* TASK DIRECTIONS
Every line from the one with "fs::create_dir_all(parent)?;" to the end of the entries, both included, is to be copied exactly; the other lines stay out.
*** SUPPLIED MATERIAL Section Begins ***
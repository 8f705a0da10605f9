use std::{fs, io::Write, path::Path};

use candle_core::{DType, Device, Tensor};
use rand::{rngs::StdRng, Rng, SeedableRng};

pub fn format_markdown_table(headers: &[&str], rows: &[Vec<String>]) -> String {
    let mut table = String::new();
    table.push_str("| ");
    table.push_str(&headers.join(" | "));
    table.push_str(" |\n| ");
    table.push_str(&headers.iter().map(|_| "---").collect::<Vec<_>>().join(" | "));
    table.push_str(" |\n");
    for row in rows {
        table.push_str("| ");
        table.push_str(&row.join(" | "));
        table.push_str(" |\n");
    }
    table
}

/// Replace (or append) the marked section of the results file.
pub fn update_results(section: &str, content: &str) -> std::io::Result<()> {
    let section_upper = section.to_uppercase();
    let start_marker = format!("<!-- {section_upper}_START -->");
    let end_marker = format!("<!-- {section_upper}_END -->");

    let path = Path::new("crates/attention/benchmarks/RESULTS.md");
    if let Some(parent) = path.parent() {
        fs::create_dir_all(parent)?;
    }

    let mut body = if path.exists() {
        fs::read_to_string(path)?
    } else {
        "# Attention Kernel Conformance\n\n".to_string()
    };

    let section_block = format!("{start_marker}\n{content}\n{end_marker}\n");
    if let (Some(start_idx), Some(end_idx)) = (body.find(&start_marker), body.find(&end_marker)) {
        body.replace_range(start_idx..end_idx + end_marker.len(), &section_block);
    } else {
        if !body.ends_with('\n') {
            body.push('\n');
        }
        body.push_str(&section_block);
    }

    let mut file = fs::File::create(path)?;
    file.write_all(body.as_bytes())?;
    Ok(())
}

/// Uniform `[-1, 1)` tensor from a seeded generator.
pub fn seeded_tensor(
    rng: &mut StdRng,
    dims: &[usize],
    dtype: DType,
    device: &Device,
) -> candle_core::Result<Tensor> {
    let count: usize = dims.iter().product();
    let data: Vec<f32> = (0..count).map(|_| rng.gen_range(-1.0f32..1.0)).collect();
    Tensor::from_vec(data, dims, device)?.to_dtype(dtype)
}

pub fn rng(seed: u64) -> StdRng {
    StdRng::seed_from_u64(seed)
}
*** SUPPLIED MATERIAL Section Ends ***
* PROBLEM SOLUTION
        fs::create_dir_all(parent)?;
    }

    let mut body = if path.exists() {
        fs::read_to_string(path)?
    } else {
        "# Attention Kernel Conformance\n\n".to_string()
    };

    let section_block = format!("{start_marker}\n{content}\n{end_marker}\n");
    if let (Some(start_idx), Some(end_idx)) = (body.find(&start_marker), body.find(&end_marker)) {
        body.replace_range(start_idx..end_idx + end_marker.len(), &section_block);
    } else {
        if !body.ends_with('\n') {
            body.push('\n');
        }
        body.push_str(&section_block);
    }

    let mut file = fs::File::create(path)?;
    file.write_all(body.as_bytes())?;
    Ok(())
}

/// Uniform `[-1, 1)` tensor from a seeded generator.
pub fn seeded_tensor(
    rng: &mut StdRng,
    dims: &[usize],
    dtype: DType,
    device: &Device,
) -> candle_core::Result<Tensor> {
    let count: usize = dims.iter().product();
    let data: Vec<f32> = (0..count).map(|_| rng.gen_range(-1.0f32..1.0)).collect();
    Tensor::from_vec(data, dims, device)?.to_dtype(dtype)
}

pub fn rng(seed: u64) -> StdRng {
    StdRng::seed_from_u64(seed)
}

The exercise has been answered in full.